Return the listing in full. Keep each line exactly as it is.
━━━ DATA FOR THE TASK ━━━
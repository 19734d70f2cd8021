//! Normal + faulty merge into the master dataset.

use polars::prelude::*;
use tracing::{error, info, instrument};

use tepdiag_shared::{FAULT_NUMBER, FAULTY_TRAIN_FILE, Layout, NORMAL_TRAIN_FILE, Result, TepError};
use tepdiag_storage::{ArtifactStore, StoreExt};

/// Stack normal and faulty records into one frame.
///
/// Normal rows without a `faultNumber` column are labeled 0. Columns follow
/// the faulty frame's order and dtypes. When both inputs are empty the result
/// is an empty frame and an error is logged.
pub fn merge_frames(mut normal: DataFrame, faulty: DataFrame) -> Result<DataFrame> {
    if normal.height() == 0 && faulty.height() == 0 {
        error!("normal and faulty frames are both empty, nothing to merge");
        return Ok(DataFrame::empty());
    }

    if normal.width() > 0 && normal.column(FAULT_NUMBER).is_err() {
        let label_dtype = faulty
            .column(FAULT_NUMBER)
            .map(|c| c.dtype().clone())
            .unwrap_or(DataType::Int32);
        let labels = Series::new(FAULT_NUMBER.into(), vec![0i32; normal.height()])
            .cast(&label_dtype)
            .map_err(TepError::data)?;
        normal.with_column(labels).map_err(TepError::data)?;
    }

    if faulty.width() == 0 {
        return Ok(normal);
    }
    if normal.width() == 0 {
        return Ok(faulty);
    }

    // Reorder and cast the normal frame to the faulty schema so the stack is exact.
    let aligned = faulty
        .get_columns()
        .iter()
        .map(|target| {
            let name = target.name().as_str();
            normal
                .column(name)
                .map_err(|_| {
                    TepError::validation(format!("normal data lacks column '{name}'"))
                })?
                .cast(target.dtype())
                .map_err(TepError::data)
        })
        .collect::<Result<Vec<Column>>>()?;

    if aligned.len() != normal.width() {
        return Err(TepError::validation(format!(
            "normal data has {} columns, faulty data has {}",
            normal.width(),
            faulty.width()
        )));
    }

    DataFrame::new(aligned)
        .and_then(|normal| normal.vstack(&faulty))
        .map_err(TepError::data)
}

/// Build (or reuse) the master dataset from the normal and faulty training
/// Parquet mirrors.
///
/// An existing master is returned as-is. Missing inputs are fatal. An empty
/// merge result is returned but not persisted, so a later load still reports
/// the master as missing.
#[instrument(skip_all, fields(master = %layout.master().display()))]
pub fn merge_master<S: ArtifactStore + ?Sized>(store: &S, layout: &Layout) -> Result<DataFrame> {
    let master = layout.master();
    if store.exists(&master) {
        info!("master dataset already present");
        return store.load_frame(&master);
    }

    let faulty_key = layout.raw_parquet(FAULTY_TRAIN_FILE);
    let normal_key = layout.raw_parquet(NORMAL_TRAIN_FILE);

    info!(file = %faulty_key.display(), "reading faulty records");
    let faulty = store.load_frame(&faulty_key)?;
    info!(file = %normal_key.display(), "reading normal records");
    let normal = store.load_frame(&normal_key)?;

    let mut merged = merge_frames(normal, faulty)?;
    if merged.height() == 0 {
        return Ok(merged);
    }

    store.save_frame(&master, &mut merged)?;
    info!(rows = merged.height(), columns = merged.width(), "master dataset saved");

    Ok(merged)
}

#[cfg(test)]
mod tests {
    use tepdiag_shared::PipelineConfig;
    use tepdiag_storage::MemoryStore;

    use super::*;

    fn normal_without_label() -> DataFrame {
        DataFrame::new(vec![
            Series::new("simulationRun".into(), &[1i32, 1, 2]).into(),
            Series::new("sample".into(), &[1i32, 2, 1]).into(),
            Series::new("xmeas_1".into(), &[0.1f32, 0.2, 0.3]).into(),
        ])
        .unwrap()
    }

    fn faulty() -> DataFrame {
        DataFrame::new(vec![
            Series::new("faultNumber".into(), &[3i32, 3]).into(),
            Series::new("simulationRun".into(), &[1i32, 1]).into(),
            Series::new("sample".into(), &[1i32, 2]).into(),
            Series::new("xmeas_1".into(), &[0.9f32, 0.8]).into(),
        ])
        .unwrap()
    }

    fn layout() -> Layout {
        Layout::from(&PipelineConfig::default())
    }

    #[test]
    fn normal_rows_get_label_zero() {
        let merged = merge_frames(normal_without_label(), faulty()).unwrap();
        assert_eq!(merged.height(), 5);
        assert_eq!(
            merged.get_column_names_owned(),
            faulty().get_column_names_owned()
        );

        let labels: Vec<Option<i32>> = merged
            .column("faultNumber")
            .unwrap()
            .as_materialized_series()
            .i32()
            .unwrap()
            .into_iter()
            .collect();
        assert_eq!(labels, vec![Some(0), Some(0), Some(0), Some(3), Some(3)]);
    }

    #[test]
    fn existing_normal_labels_are_kept() {
        let mut normal = normal_without_label();
        normal
            .with_column(Series::new("faultNumber".into(), &[0i32, 0, 0]))
            .unwrap();
        let merged = merge_frames(normal, faulty()).unwrap();
        assert_eq!(merged.height(), 5);
    }

    #[test]
    fn both_empty_yields_empty() {
        let merged = merge_frames(DataFrame::empty(), DataFrame::empty()).unwrap();
        assert_eq!(merged.height(), 0);
    }

    #[test]
    fn mismatched_columns_are_rejected() {
        let mut normal = normal_without_label();
        normal
            .with_column(Series::new("xmv_1".into(), &[1.0f32, 2.0, 3.0]))
            .unwrap();
        assert!(merge_frames(normal, faulty()).is_err());
    }

    #[test]
    fn merge_master_persists_once() {
        let store = MemoryStore::new();
        let layout = layout();
        store
            .save_frame(&layout.raw_parquet(NORMAL_TRAIN_FILE), &mut normal_without_label())
            .unwrap();
        store
            .save_frame(&layout.raw_parquet(FAULTY_TRAIN_FILE), &mut faulty())
            .unwrap();

        let first = merge_master(&store, &layout).unwrap();
        assert!(store.exists(&layout.master()));
        let writes = store.writes();
        let fingerprint = store.fingerprint(&layout.master()).unwrap();

        let second = merge_master(&store, &layout).unwrap();
        assert!(second.equals(&first));
        assert_eq!(store.writes(), writes);
        assert_eq!(store.fingerprint(&layout.master()).unwrap(), fingerprint);
    }

    #[test]
    fn merge_master_requires_inputs() {
        let store = MemoryStore::new();
        let err = merge_master(&store, &layout()).unwrap_err();
        assert!(matches!(err, TepError::MissingArtifact { .. }));
    }

    #[test]
    fn empty_merge_is_not_persisted() {
        let store = MemoryStore::new();
        let layout = layout();
        let mut empty = faulty().head(Some(0));
        store
            .save_frame(&layout.raw_parquet(NORMAL_TRAIN_FILE), &mut empty.clone())
            .unwrap();
        store
            .save_frame(&layout.raw_parquet(FAULTY_TRAIN_FILE), &mut empty)
            .unwrap();

        let merged = merge_master(&store, &layout).unwrap();
        assert_eq!(merged.height(), 0);
        assert!(!store.exists(&layout.master()));
    }
}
━━━
SOLUTION TO THIS EXERCISE »
repository 19734d70f2cd8021
//! Normal + faulty merge into the master dataset.

use polars::prelude::*;
use tracing::{error, info, instrument};

use tepdiag_shared::{FAULT_NUMBER, FAULTY_TRAIN_FILE, Layout, NORMAL_TRAIN_FILE, Result, TepError};
use tepdiag_storage::{ArtifactStore, StoreExt};

/// Stack normal and faulty records into one frame.
///
/// Normal rows without a `faultNumber` column are labeled 0. Columns follow
/// the faulty frame's order and dtypes. When both inputs are empty the result
/// is an empty frame and an error is logged.
pub fn merge_frames(mut normal: DataFrame, faulty: DataFrame) -> Result<DataFrame> {
    if normal.height() == 0 && faulty.height() == 0 {
        error!("normal and faulty frames are both empty, nothing to merge");
        return Ok(DataFrame::empty());
    }

    if normal.width() > 0 && normal.column(FAULT_NUMBER).is_err() {
        let label_dtype = faulty
            .column(FAULT_NUMBER)
            .map(|c| c.dtype().clone())
            .unwrap_or(DataType::Int32);
        let labels = Series::new(FAULT_NUMBER.into(), vec![0i32; normal.height()])
            .cast(&label_dtype)
            .map_err(TepError::data)?;
        normal.with_column(labels).map_err(TepError::data)?;
    }

    if faulty.width() == 0 {
        return Ok(normal);
    }
    if normal.width() == 0 {
        return Ok(faulty);
    }

    // Reorder and cast the normal frame to the faulty schema so the stack is exact.
    let aligned = faulty
        .get_columns()
        .iter()
        .map(|target| {
            let name = target.name().as_str();
            normal
                .column(name)
                .map_err(|_| {
                    TepError::validation(format!("normal data lacks column '{name}'"))
                })?
                .cast(target.dtype())
                .map_err(TepError::data)
        })
        .collect::<Result<Vec<Column>>>()?;

    if aligned.len() != normal.width() {
        return Err(TepError::validation(format!(
            "normal data has {} columns, faulty data has {}",
            normal.width(),
            faulty.width()
        )));
    }

    DataFrame::new(aligned)
        .and_then(|normal| normal.vstack(&faulty))
        .map_err(TepError::data)
}

/// Build (or reuse) the master dataset from the normal and faulty training
/// Parquet mirrors.
///
/// An existing master is returned as-is. Missing inputs are fatal. An empty
/// merge result is returned but not persisted, so a later load still reports
/// the master as missing.
#[instrument(skip_all, fields(master = %layout.master().display()))]
pub fn merge_master<S: ArtifactStore + ?Sized>(store: &S, layout: &Layout) -> Result<DataFrame> {
    let master = layout.master();
    if store.exists(&master) {
        info!("master dataset already present");
        return store.load_frame(&master);
    }

    let faulty_key = layout.raw_parquet(FAULTY_TRAIN_FILE);
    let normal_key = layout.raw_parquet(NORMAL_TRAIN_FILE);

    info!(file = %faulty_key.display(), "reading faulty records");
    let faulty = store.load_frame(&faulty_key)?;
    info!(file = %normal_key.display(), "reading normal records");
    let normal = store.load_frame(&normal_key)?;

    let mut merged = merge_frames(normal, faulty)?;
    if merged.height() == 0 {
        return Ok(merged);
    }

    store.save_frame(&master, &mut merged)?;
    info!(rows = merged.height(), columns = merged.width(), "master dataset saved");

    Ok(merged)
}

#[cfg(test)]
mod tests {
    use tepdiag_shared::PipelineConfig;
    use tepdiag_storage::MemoryStore;

    use super::*;

    fn normal_without_label() -> DataFrame {
        DataFrame::new(vec![
            Series::new("simulationRun".into(), &[1i32, 1, 2]).into(),
            Series::new("sample".into(), &[1i32, 2, 1]).into(),
            Series::new("xmeas_1".into(), &[0.1f32, 0.2, 0.3]).into(),
        ])
        .unwrap()
    }

    fn faulty() -> DataFrame {
        DataFrame::new(vec![
            Series::new("faultNumber".into(), &[3i32, 3]).into(),
            Series::new("simulationRun".into(), &[1i32, 1]).into(),
            Series::new("sample".into(), &[1i32, 2]).into(),
            Series::new("xmeas_1".into(), &[0.9f32, 0.8]).into(),
        ])
        .unwrap()
    }

    fn layout() -> Layout {
        Layout::from(&PipelineConfig::default())
    }

    #[test]
    fn normal_rows_get_label_zero() {
        let merged = merge_frames(normal_without_label(), faulty()).unwrap();
        assert_eq!(merged.height(), 5);
        assert_eq!(
            merged.get_column_names_owned(),
            faulty().get_column_names_owned()
        );

        let labels: Vec<Option<i32>> = merged
            .column("faultNumber")
            .unwrap()
            .as_materialized_series()
            .i32()
            .unwrap()
            .into_iter()
            .collect();
        assert_eq!(labels, vec![Some(0), Some(0), Some(0), Some(3), Some(3)]);
    }

    #[test]
    fn existing_normal_labels_are_kept() {
        let mut normal = normal_without_label();
        normal
            .with_column(Series::new("faultNumber".into(), &[0i32, 0, 0]))
            .unwrap();
        let merged = merge_frames(normal, faulty()).unwrap();
        assert_eq!(merged.height(), 5);
    }

    #[test]
    fn both_empty_yields_empty() {
        let merged = merge_frames(DataFrame::empty(), DataFrame::empty()).unwrap();
        assert_eq!(merged.height(), 0);
    }

    #[test]
    fn mismatched_columns_are_rejected() {
        let mut normal = normal_without_label();
        normal
            .with_column(Series::new("xmv_1".into(), &[1.0f32, 2.0, 3.0]))
            .unwrap();
        assert!(merge_frames(normal, faulty()).is_err());
    }

    #[test]
    fn merge_master_persists_once() {
        let store = MemoryStore::new();
        let layout = layout();
        store
            .save_frame(&layout.raw_parquet(NORMAL_TRAIN_FILE), &mut normal_without_label())
            .unwrap();
        store
            .save_frame(&layout.raw_parquet(FAULTY_TRAIN_FILE), &mut faulty())
            .unwrap();

        let first = merge_master(&store, &layout).unwrap();
        assert!(store.exists(&layout.master()));
        let writes = store.writes();
        let fingerprint = store.fingerprint(&layout.master()).unwrap();

        let second = merge_master(&store, &layout).unwrap();
        assert!(second.equals(&first));
        assert_eq!(store.writes(), writes);
        assert_eq!(store.fingerprint(&layout.master()).unwrap(), fingerprint);
    }

    #[test]
    fn merge_master_requires_inputs() {
        let store = MemoryStore::new();
        let err = merge_master(&store, &layout()).unwrap_err();
        assert!(matches!(err, TepError::MissingArtifact { .. }));
    }

    #[test]
    fn empty_merge_is_not_persisted() {
        let store = MemoryStore::new();
        let layout = layout();
        let mut empty = faulty().head(Some(0));
        store
            .save_frame(&layout.raw_parquet(NORMAL_TRAIN_FILE), &mut empty.clone())
            .unwrap();
        store
            .save_frame(&layout.raw_parquet(FAULTY_TRAIN_FILE), &mut empty)
            .unwrap();

        let merged = merge_master(&store, &layout).unwrap();
        assert_eq!(merged.height(), 0);
        assert!(!store.exists(&layout.master()));
    }
}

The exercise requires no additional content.